Still, we’re a long way from exploiting this nature-based solution to its full potential. England and Wales would need at least 70,000 hectares of floodplain meadows to start positively affecting flood prevention, climate mitigation and our food supply. Rather than incentivising farmers to grow crops ever more intensively, we should encourage them to work in harmony with the natural world in the same way as previous generations.

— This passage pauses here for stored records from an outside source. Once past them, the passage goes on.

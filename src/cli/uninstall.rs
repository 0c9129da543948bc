//! `dpm uninstall` - remove packages and their cached files.

use anyhow::{Context, Result};
use serde_json::Value;

use crate::constants::PROJECT_MANIFEST;
use crate::core::{DpmError, Reporter};
use crate::installer;
use crate::manifest::{PackageId, find_project_manifest};

pub fn execute(packages: Vec<String>, reporter: &dyn Reporter) -> Result<()> {
    if packages.is_empty() {
        reporter.warn("No packages specified to uninstall.");
        reporter.info("Example: dpm uninstall owner/repo");
        return Ok(());
    }

    let cwd = std::env::current_dir()?;
    let manifest_path = find_project_manifest(&cwd).ok_or(DpmError::ManifestNotFound)?;
    let project_dir = manifest_path
        .parent()
        .expect("manifest path has a parent")
        .to_path_buf();

    let mut doc: Value = serde_json::from_str(&std::fs::read_to_string(&manifest_path)?)
        .with_context(|| format!("Failed to parse {}", manifest_path.display()))?;

    let removed = remove_dependencies(&mut doc, &packages);
    std::fs::write(&manifest_path, serde_json::to_string_pretty(&doc)?)
        .with_context(|| format!("Failed to update {}", manifest_path.display()))?;
    if removed > 0 {
        reporter.success(&format!("Removed {removed} package(s) from dpm.json"));
    } else {
        reporter.warn("No matching packages found in dependencies.");
    }

    for pkg in &packages {
        let id = match PackageId::parse(pkg) {
            Ok(id) => id,
            Err(e) => {
                reporter.error(&e.to_string());
                continue;
            }
        };
        if installer::uninstall_package(&id, &project_dir)? {
            reporter.info(&format!("Deleted local files for {pkg}"));
        }
    }

    reporter.success("Uninstall complete.");
    Ok(())
}

fn remove_dependencies(doc: &mut Value, packages: &[String]) -> usize {
    let Some(deps) = doc.get_mut("dependencies").and_then(Value::as_array_mut) else {
        return 0;
    };
    let before = deps.len();
    deps.retain(|d| d.as_str().is_none_or(|s| !packages.iter().any(|p| p == s)));
    before - deps.len()
}

#[cfg(test)]
mod tests {
    use super::*;
    use serde_json::json;

    #[test]
    fn removes_only_named_dependencies() {
        let mut doc = json!({"name": "x", "dependencies": ["a/b", "c/d", "e/f"]});
        let removed = remove_dependencies(&mut doc, &["a/b".to_string(), "e/f".to_string()]);
        assert_eq!(removed, 2);
        assert_eq!(doc["dependencies"], json!(["c/d"]));
    }

    #[test]
    fn tolerates_missing_dependency_array() {
        let mut doc = json!({"name": "x"});
        assert_eq!(remove_dependencies(&mut doc, &["a/b".to_string()]), 0);
    }
}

Governments have the power to make this happen, but they need to be honest with us and stop selling simple sound-bite solutions to the most significant challenge facing humanity. Making farming sustainable requires systemic change and long-term support for farmers. In the UK, identifying floodplain as a critical land type in ELMS would be an excellent place to start. As would the UK Government’s firm commitment to invest in restoring our lost freshwater habitats, such as floodplain meadows. It’s also time we face the fact that addressing the climate crisis means turning our back on the unsustainable intensive farming that has suppressed the real price of food for too long and that we will feel it in our pockets. But this is a price we cannot afford not to pay.